There doesn't have to be _one_ dungeon for that. Again, DD is a pretty good reference, with a large area of lootable "dungeons", most of which actually aren't.

Well, for a few that I've thought of since posting this thread:

>Rather than a mysterious dungeon, it's a new continent that's been discovered and the adventure town is a coastal settlement, and several groups with vested interests in said settlement are hiring freelancers and mercenaries to go there and start exploring the area and charting the territory.
>Similar concept except it's just a frontier settlement in an otherwise dangerous area made possible by a macguffin.
>It's a literal gold rush town that happens to be in a dangerous area.
>Keep the dungeon, but the leadership of the town is in cahoots with whatever mysterious force lies below to keep the meatgrinder going indefinitely for their mutual profit.

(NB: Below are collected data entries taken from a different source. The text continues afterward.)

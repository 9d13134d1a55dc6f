use super::engine::EngineOptions;
use super::errors::{EngineErrorKind, MediaError};
use serde::Serialize;
use std::fmt;
use std::str::FromStr;
use url::Url;

#[derive(Debug, Clone, Copy, PartialEq, Eq, Serialize)]
#[serde(rename_all = "lowercase")]
pub enum Platform {
    Youtube,
    Instagram,
    Facebook,
    Twitter,
}

impl Platform {
    pub const ALL: [Platform; 4] = [
        Platform::Youtube,
        Platform::Instagram,
        Platform::Facebook,
        Platform::Twitter,
    ];

    pub fn as_str(&self) -> &'static str {
        match self {
            Platform::Youtube => "youtube",
            Platform::Instagram => "instagram",
            Platform::Facebook => "facebook",
            Platform::Twitter => "twitter",
        }
    }

    /// Platforms whose posts may carry images and no video at all.
    pub fn hosts_image_posts(&self) -> bool {
        matches!(self, Platform::Twitter)
    }

    /// Path segment preceding the post id, e.g. `/<user>/status/<id>`.
    pub fn post_id_marker(&self) -> Option<&'static str> {
        match self {
            Platform::Twitter => Some("status"),
            _ => None,
        }
    }

    /// Adjust the engine options for a single-post call on this platform.
    pub fn tune(&self, options: &mut EngineOptions) {
        if let Platform::Youtube = self {
            options.no_playlist = true;
        }
    }

    /// Rejects URL shapes the engine is known not to handle.
    pub fn check_supported(&self, url: &Url) -> Result<(), MediaError> {
        if let Platform::Youtube = self {
            let path = url.path().to_ascii_lowercase();
            let is_text_post = path.starts_with("/post/")
                || path.split('/').any(|segment| segment == "community" || segment == "posts");
            if is_text_post {
                return Err(MediaError::engine(EngineErrorKind::UnsupportedTab, url.as_str()));
            }
        }
        Ok(())
    }
}

impl fmt::Display for Platform {
    fn fmt(&self, f: &mut fmt::Formatter<'_>) -> fmt::Result {
        f.write_str(self.as_str())
    }
}

impl FromStr for Platform {
    type Err = MediaError;

    fn from_str(s: &str) -> Result<Self, Self::Err> {
        match s.to_ascii_lowercase().as_str() {
            "youtube" => Ok(Platform::Youtube),
            "instagram" => Ok(Platform::Instagram),
            "facebook" => Ok(Platform::Facebook),
            "twitter" | "x" => Ok(Platform::Twitter),
            other => Err(MediaError::validation(format!(
                "Unsupported platform '{other}'. Supported platforms: youtube, instagram, facebook, twitter"
            ))),
        }
    }
}

#[cfg(test)]
mod tests {
    use super::*;
    use std::time::Duration;

    #[test]
    fn test_parse_platform() {
        assert_eq!("YouTube".parse::<Platform>().unwrap(), Platform::Youtube);
        assert_eq!("x".parse::<Platform>().unwrap(), Platform::Twitter);
        assert!(matches!("tiktok".parse::<Platform>(), Err(MediaError::Validation(_))));
    }

    #[test]
    fn test_youtube_text_posts_rejected() {
        let post = Url::parse("https://www.youtube.com/post/UgkxAbc").unwrap();
        let err = Platform::Youtube.check_supported(&post).unwrap_err();
        assert_eq!(err.kind(), Some(EngineErrorKind::UnsupportedTab));

        let tab = Url::parse("https://www.youtube.com/@someone/community").unwrap();
        assert!(Platform::Youtube.check_supported(&tab).is_err());

        let video = Url::parse("https://www.youtube.com/watch?v=abc").unwrap();
        assert!(Platform::Youtube.check_supported(&video).is_ok());
        assert!(Platform::Twitter.check_supported(&post).is_ok());
    }

    #[test]
    fn test_post_id_marker_only_for_image_hosts() {
        for platform in Platform::ALL {
            assert_eq!(platform.post_id_marker().is_some(), platform.hosts_image_posts());
        }
        assert_eq!(Platform::Twitter.post_id_marker(), Some("status"));
    }

    #[test]
    fn test_tune_only_touches_youtube() {
        let mut options = EngineOptions::new(Duration::from_secs(1), None);
        Platform::Twitter.tune(&mut options);
        assert!(!options.no_playlist);
        Platform::Youtube.tune(&mut options);
        assert!(options.no_playlist);
    }
}
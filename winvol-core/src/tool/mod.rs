//! The external tool layer: embedded payload, on-disk extraction, and
//! subprocess execution.
//!
//! # Architecture
//!
//! - `resource`: the compiled-in tool payload
//! - `extract`: one-shot extraction to a temp file with RAII cleanup
//! - `runner`: deadlock-free subprocess execution

pub mod extract;
pub mod resource;
pub mod runner;

// Re-export commonly used types
pub use extract::ExtractedTool;
pub use resource::{bundled, ToolResource, BUNDLED_TOOL_NAME};
pub use runner::{run, CommandRequest, CommandResult};
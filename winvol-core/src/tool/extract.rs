//! Extraction of the embedded tool to a runnable on-disk location.
//!
//! The payload is copied to a uniquely named file in the OS temp
//! directory exactly once, at facade construction. The file is deleted
//! when the handle is dropped; deletion is best-effort and a failure is
//! only logged.

use std::io::Write;
use std::path::{Path, PathBuf};
use tempfile::TempPath;
use tracing::{debug, error, info};

use super::resource::ToolResource;
use crate::error::VolumeError;

// ============================================================================
// Extracted Tool
// ============================================================================

/// Handle to the extracted tool executable.
///
/// Owns the temp file for its whole lifetime; dropping the handle removes
/// the file from disk.
#[derive(Debug)]
pub struct ExtractedTool {
    path: PathBuf,
    temp: Option<TempPath>,
    verbose: bool,
}

impl ExtractedTool {
    /// Copies the payload byte-for-byte into a fresh uniquely named temp
    /// file and marks it executable.
    ///
    /// # Errors
    ///
    /// Returns `ResourceMissing` if the payload is empty (the binary was
    /// not vendored into this build), or an IO error if the temp file
    /// cannot be created or written.
    pub fn extract(resource: &ToolResource<'_>, verbose: bool) -> Result<Self, VolumeError> {
        if resource.is_empty() {
            return Err(VolumeError::ResourceMissing {
                name: resource.name.to_string(),
            });
        }

        let stem = Path::new(resource.name)
            .file_stem()
            .and_then(|s| s.to_str())
            .unwrap_or("tool");

        let prefix = format!("{}-", stem);
        let suffix = Path::new(resource.name)
            .extension()
            .and_then(|s| s.to_str())
            .map(|ext| format!(".{}", ext));

        let mut builder = tempfile::Builder::new();
        builder.prefix(&prefix);
        if let Some(suffix) = &suffix {
            builder.suffix(suffix);
        }

        let mut file = builder.tempfile()?;
        file.write_all(resource.bytes)?;
        file.flush()?;

        let temp = file.into_temp_path();
        let path = temp.to_path_buf();

        make_executable(&path)?;

        if verbose {
            info!("Extracted {} to {}", resource.name, path.display());
        }

        Ok(Self {
            path,
            temp: Some(temp),
            verbose,
        })
    }

    /// Absolute path of the extracted executable.
    pub fn path(&self) -> &Path {
        &self.path
    }

    /// Returns true if the extracted file still exists on disk.
    pub fn is_available(&self) -> bool {
        self.path.exists()
    }
}

impl Drop for ExtractedTool {
    fn drop(&mut self) {
        if let Some(temp) = self.temp.take() {
            if let Err(e) = temp.close() {
                error!(
                    "Failed to delete extracted tool {}: {}",
                    self.path.display(),
                    e
                );
            } else if self.verbose {
                debug!("Deleted extracted tool {}", self.path.display());
            }
        }
    }
}

// ============================================================================
// Permissions
// ============================================================================

/// Sets executable permission on a file (Unix only).
///
/// On Windows, this is a no-op.
#[allow(unused_variables)]
fn make_executable(path: &Path) -> Result<(), VolumeError> {
    #[cfg(unix)]
    {
        use std::os::unix::fs::PermissionsExt;

        let metadata = std::fs::metadata(path)?;
        let mut permissions = metadata.permissions();
        let current_mode = permissions.mode();
        permissions.set_mode(current_mode | 0o755);
        std::fs::set_permissions(path, permissions)?;
    }

    Ok(())
}

#[cfg(test)]
mod tests {
    use super::*;

    #[test]
    fn test_empty_payload_is_resource_missing() {
        let resource = ToolResource::new("nircmd.exe", b"");
        let err = ExtractedTool::extract(&resource, false).unwrap_err();
        assert!(matches!(
            err,
            VolumeError::ResourceMissing { name } if name == "nircmd.exe"
        ));
    }

    #[test]
    fn test_extract_writes_payload() {
        let resource = ToolResource::new("nircmd.exe", b"MZ fake payload");
        let tool = ExtractedTool::extract(&resource, false).unwrap();

        assert!(tool.is_available());
        let name = tool.path().file_name().unwrap().to_string_lossy();
        assert!(name.starts_with("nircmd-"));
        assert!(name.ends_with(".exe"));

        let written = std::fs::read(tool.path()).unwrap();
        assert_eq!(written, b"MZ fake payload");
    }

    #[cfg(unix)]
    #[test]
    fn test_extract_sets_executable_bit() {
        use std::os::unix::fs::PermissionsExt;

        let resource = ToolResource::new("fake", b"#!/bin/sh\nexit 0\n");
        let tool = ExtractedTool::extract(&resource, false).unwrap();

        let mode = std::fs::metadata(tool.path()).unwrap().permissions().mode();
        assert_ne!(mode & 0o111, 0);
    }

    #[test]
    fn test_drop_deletes_file() {
        let resource = ToolResource::new("nircmd.exe", b"payload");
        let tool = ExtractedTool::extract(&resource, false).unwrap();
        let path = tool.path().to_path_buf();

        assert!(path.exists());
        drop(tool);
        assert!(!path.exists());
    }

    #[test]
    fn test_two_extractions_do_not_collide() {
        let resource = ToolResource::new("nircmd.exe", b"payload");
        let a = ExtractedTool::extract(&resource, false).unwrap();
        let b = ExtractedTool::extract(&resource, false).unwrap();

        assert_ne!(a.path(), b.path());
        drop(a);
        assert!(b.is_available());
    }
}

I'd ask my players what they think is fun and interesting and then put it in the game, rather than relying on a bunch of strangers on the internet who probably don't even play RPGs to tell me what is or isn't going to make for a good game.

The only campaign I've run like that had a nice comfy town and a mine that produced some magic storing crystals and fungi useful to alchemy. The whole area was slightly more 'alive' than elsewhere, with good crops and plentiful, large animals.

Then the smoke came from the mines. A green haze turning man and beast alike into mutants. Some resisted and proved immune, including the PCs by default. But it was clear someone needed to go down and find the source to stop it.

At first they met only mildly mutated miners, then violent ones, then orcs and goblins. The further down they went the more monstrous everything got and the smoke grew thicker and greener. They encountered hidden dwarf, fey, kobold and drow outposts, barely surviving. At the bottom, a great magical seal, glowing bright green and venting tons of smoke. Party decided to smash it, either breaking the smoke spell or releasing the source and slaying it.

The slowly weakening seal had been holding the Tarrasque in slumber. Chase scene ensued, back to the surface, facing off against it at the bottom of the mine shaft as villagers looked down from above. The party won, barely, and were declared heroes, smoke effects cleared up, etc. Was a fun campaign.

>Keep the dungeon, but the leadership of the town is in cahoots with whatever mysterious force lies below to keep the meatgrinder going indefinitely for their mutual profit.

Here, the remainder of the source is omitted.